Rana Dajani smiling as she points during a brainstorming session. Behind her is a whiteboard covered with colourful postits

Molecular biologist Rana Dajani at a workshop on educating refugees in 2015.Credit: Mike Pflanz/UNHCR

Five Scarves: Doing the Impossible — If We Can Reverse Cell Fate, Why Can’t We Redefine Success? Rana Dajani Nova (2018)

Can a breakthrough in stem-cell research revolutionize feminism? Can a scientist apply the scientific method to her own life to find solutions to social problems? In Five Scarves, Jordanian molecular biologist Rana Dajani reveals with passion and cogency how she has explored those possibilities. She speaks to humanity’s capacity to overcome challenges — not least, improving the treatment of women and children.

The book is part call to action, part research journal and part autobiography: the five scarves are the different ‘hats’ Dajani wears as scientist, mother, teacher, social entrepreneur and trailblazing feminist. She has long written and spoken about the obstacles facing women in academia, and how they vary by discipline and culture. As she notes, across the Middle East, women constitute just under 40% of researchers in science, technology, engineering and medicine; in the United States, a mere 24%. Moreover, as a champion of women’s central role in families, she is determined to change mindsets so that — as she asserts — women worldwide do not have to choose between career and family.

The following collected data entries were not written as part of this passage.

//! Header, footer and About dialog

use eframe::egui::{self, RichText};

use crate::app::HackHereApp;
use crate::app_data::app_data;
use crate::ui::theme::ThemePreset;

/// Render the title bar: app name, theme selector and About button
pub fn render_header(app: &mut HackHereApp, ui: &mut egui::Ui) {
    let theme = app.ui.current_theme.clone();
    let info = &app_data().app;

    ui.horizontal(|ui| {
        ui.label(
            RichText::new(&info.title)
                .size(20.0)
                .strong()
                .color(theme.text_primary),
        );

        ui.with_layout(egui::Layout::right_to_left(egui::Align::Center), |ui| {
            if ui.button("Sobre").clicked() {
                app.ui.show_about_dialog = true;
            }

            ui.add_space(8.0);

            let mut selected = app.ui.theme_preset;
            egui::ComboBox::from_id_salt("theme_select")
                .selected_text(selected.name())
                .width(160.0)
                .show_ui(ui, |ui| {
                    for preset in ThemePreset::all() {
                        ui.selectable_value(&mut selected, *preset, preset.name());
                    }
                });
            if selected != app.ui.theme_preset {
                app.set_theme(selected);
            }

            ui.label(RichText::new("Tema").color(theme.text_muted));
        });
    });
}

/// Render the footer: contribution link, status and credits
pub fn render_footer(app: &mut HackHereApp, ui: &mut egui::Ui) {
    let theme = app.ui.current_theme.clone();
    let info = &app_data().app;

    ui.horizontal(|ui| {
        ui.label(RichText::new("Deseja contribuir? Acesse o").color(theme.text_secondary));
        if ui.link("GitHub").clicked() {
            app.open_link(&info.repository_url);
        }

        ui.add_space(16.0);
        ui.label(RichText::new(&app.status_message).size(12.0).color(theme.text_muted));

        ui.with_layout(egui::Layout::right_to_left(egui::Align::Center), |ui| {
            ui.label(
                RichText::new(format!("Made by {}", info.author))
                    .size(12.0)
                    .color(theme.text_muted),
            );
        });
    });
}

/// Render the About dialog
pub fn render_about_dialog(app: &mut HackHereApp, ctx: &egui::Context) {
    if !app.ui.show_about_dialog {
        return;
    }

    let theme = app.ui.current_theme.clone();
    let info = &app_data().app;
    let mut open_repo = false;

    egui::Window::new(info.about_title())
        .collapsible(false)
        .resizable(false)
        .anchor(egui::Align2::CENTER_CENTER, [0.0, 0.0])
        .fixed_size([320.0, 240.0])
        .show(ctx, |ui| {
            ui.vertical_centered(|ui| {
                ui.add_space(8.0);

                ui.label(
                    RichText::new(&info.name)
                        .size(24.0)
                        .strong()
                        .color(theme.accent),
                );

                ui.add_space(4.0);
                ui.label(RichText::new(&info.sidebar_title).size(14.0).color(theme.text_secondary));

                ui.add_space(12.0);
                ui.label(
                    RichText::new(format!("Versão {}", env!("CARGO_PKG_VERSION")))
                        .color(theme.text_muted),
                );

                ui.add_space(12.0);
                ui.label(
                    RichText::new(format!(
                        "{} eventos em {} estados",
                        app.selection.catalog().len(),
                        app.selection.states_with_events().len()
                    ))
                    .color(theme.text_secondary),
                );

                ui.add_space(12.0);
                if ui.link("GitHub").clicked() {
                    open_repo = true;
                }

                ui.add_space(12.0);
                ui.label(
                    RichText::new("Built with Rust + egui")
                        .size(11.0)
                        .color(theme.text_muted),
                );

                ui.add_space(12.0);
                if ui.button("Fechar").clicked() {
                    app.ui.show_about_dialog = false;
                }

                ui.add_space(8.0);
            });
        });

    if open_repo {
        app.open_link(&info.repository_url);
    }
}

Having worked in both the United States and Saudi Arabia, I find that resonates with me.

Describing a 1970s childhood and adolescence in Jordan and the United States, Dajani writes that she learnt from strong women how to be responsible for community well-being. Her mother taught her that in Islam, a person is judged on intention, and that every effort counts, however seemingly inconsequential. With parents from Syria and the Palestinian territories, Dajani became passionately outspoken on the rights of women and families, particularly in communities most affected by power struggles beyond their control. She stressed the importance of education, for instance, so that vulnerable people, especially children, are no longer mistreated or manipulated. And her extensive reading offered glimpses of far-flung travel and other opportunities.

Marrying in the early 1990s, she began a family while still in education; motherhood brought a determination to wear multiple scarves with grace. Dajani records that for her, pregnancy and birth were a revelation of the profundity of human biology. She and her young family moved to Iowa City in 2000 so that she could pursue her PhD at the University of Iowa. Her husband gave up a career for the move; Dajani is optimistic that more men are supporting their wives in this way. Removing sexist assumptions and roles from family life is part of her redefinition of success.

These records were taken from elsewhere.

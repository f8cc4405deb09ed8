//! Federative unit codes and display names

use serde::{Deserialize, Serialize};
use std::borrow::Borrow;
use std::fmt;

use crate::app_data::{app_data, RegionInfo};

/// Two-letter code of a Brazilian federative unit ("SP", "RJ", ...).
///
/// A code is only an identifier: it may or may not have events in the
/// catalog, and it is compared exactly as stored.
#[derive(Debug, Clone, PartialEq, Eq, Hash, PartialOrd, Ord, Serialize, Deserialize)]
#[serde(transparent)]
pub struct StateCode(String);

impl StateCode {
    pub fn new(code: impl Into<String>) -> Self {
        Self(code.into())
    }

    /// Parse user input: trims and uppercases, rejects blank input
    pub fn parse(input: &str) -> Option<Self> {
        let code = input.trim();
        if code.is_empty() {
            None
        } else {
            Some(Self(code.to_uppercase()))
        }
    }

    pub fn as_str(&self) -> &str {
        &self.0
    }

    /// Display name, falling back to the code itself for unknown units
    pub fn display_name(&self) -> &str {
        name(&self.0).unwrap_or(&self.0)
    }
}

impl fmt::Display for StateCode {
    fn fmt(&self, f: &mut fmt::Formatter<'_>) -> fmt::Result {
        f.write_str(&self.0)
    }
}

impl Borrow<str> for StateCode {
    fn borrow(&self) -> &str {
        &self.0
    }
}

impl PartialEq<str> for StateCode {
    fn eq(&self, other: &str) -> bool {
        self.0 == other
    }
}

/// All 27 units in table order
pub fn all() -> &'static [RegionInfo] {
    &app_data().regions
}

/// Look up the display name for a code
pub fn name(code: &str) -> Option<&'static str> {
    all()
        .iter()
        .find(|r| r.code == code)
        .map(|r| r.name.as_str())
}

/// Label used by the state dropdown: "São Paulo (SP)"
pub fn dropdown_label(code: &StateCode) -> String {
    format!("{} ({})", code.display_name(), code)
}

#[cfg(test)]
mod tests {
    use super::*;

    #[test]
    fn test_name_lookup() {
        assert_eq!(name("SP"), Some("São Paulo"));
        assert_eq!(name("DF"), Some("Distrito Federal"));
        assert_eq!(name("XX"), None);
    }

    #[test]
    fn test_unknown_code_displays_itself() {
        assert_eq!(StateCode::new("ZZ").display_name(), "ZZ");
        assert_eq!(StateCode::new("RJ").display_name(), "Rio de Janeiro");
    }

    #[test]
    fn test_parse_normalizes_input() {
        assert_eq!(StateCode::parse(" sp "), Some(StateCode::new("SP")));
        assert_eq!(StateCode::parse("   "), None);
        assert_eq!(StateCode::parse(""), None);
    }

    #[test]
    fn test_dropdown_label() {
        assert_eq!(dropdown_label(&StateCode::new("MG")), "Minas Gerais (MG)");
    }
}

She criticizes some would-be support in the United States. A number of tech giants offer to freeze employees’ eggs to let them have children later. Yet the technology is not foolproof: a study by the UK Human Fertilisation and Embryology Authority found that in 2016, only 19% of implantation cycles using frozen eggs succeeded. Paid parental leave and childcare would be more just, pragmatic and economical, she argues. The United States is the only industrialized nation with no mandate for paid maternity leave.

In 2005, Dajani and her family returned to Jordan. At the Hashemite University in Amman, she researched the genetics of the country’s Circassian and Chechen ethnic groups and began to collaborate with scientists worldwide, for instance on the study of ancient human lineages. In 2008, inspired by stem-cell breakthroughs, Dajani formed a committee on the political and ethical aspects of the research. That led to Jordan’s Stem Cell Research and Therapy Law, which encouraged the work but regulated and decommercialized it, setting a precedent in the region.

From 2015, Dajani was involved in studies that helped participants to be part of their own success. One, which she spearheaded in Jordan, was initiated by medical anthropologist Catherine Panter-Brick to gauge the impact of a programme to reduce trauma in young Syrian refugees. One of Dajani’s contributions was to explain the link between stress and levels of the hormone cortisol in hair; crucially, she and her team also ensured that the young people had agency, collecting their own data and helping to find new approaches.

Treating social challenges such as poverty and illiteracy as a science experiment, Dajani initiated the We Love Reading project in Jordan, hypothesizing that getting children excited about books would stir social change beyond their communities. Within 12 years, the programme had distributed 250,000 books and established 1,500 neighbourhood libraries. There is much more in this memoir, from Dajani’s work setting up mentoring networks for female scientists in the Middle East to her bold, innovative approach to teaching.

In a sense, she asks: if molecules can communicate effectively, why can’t we?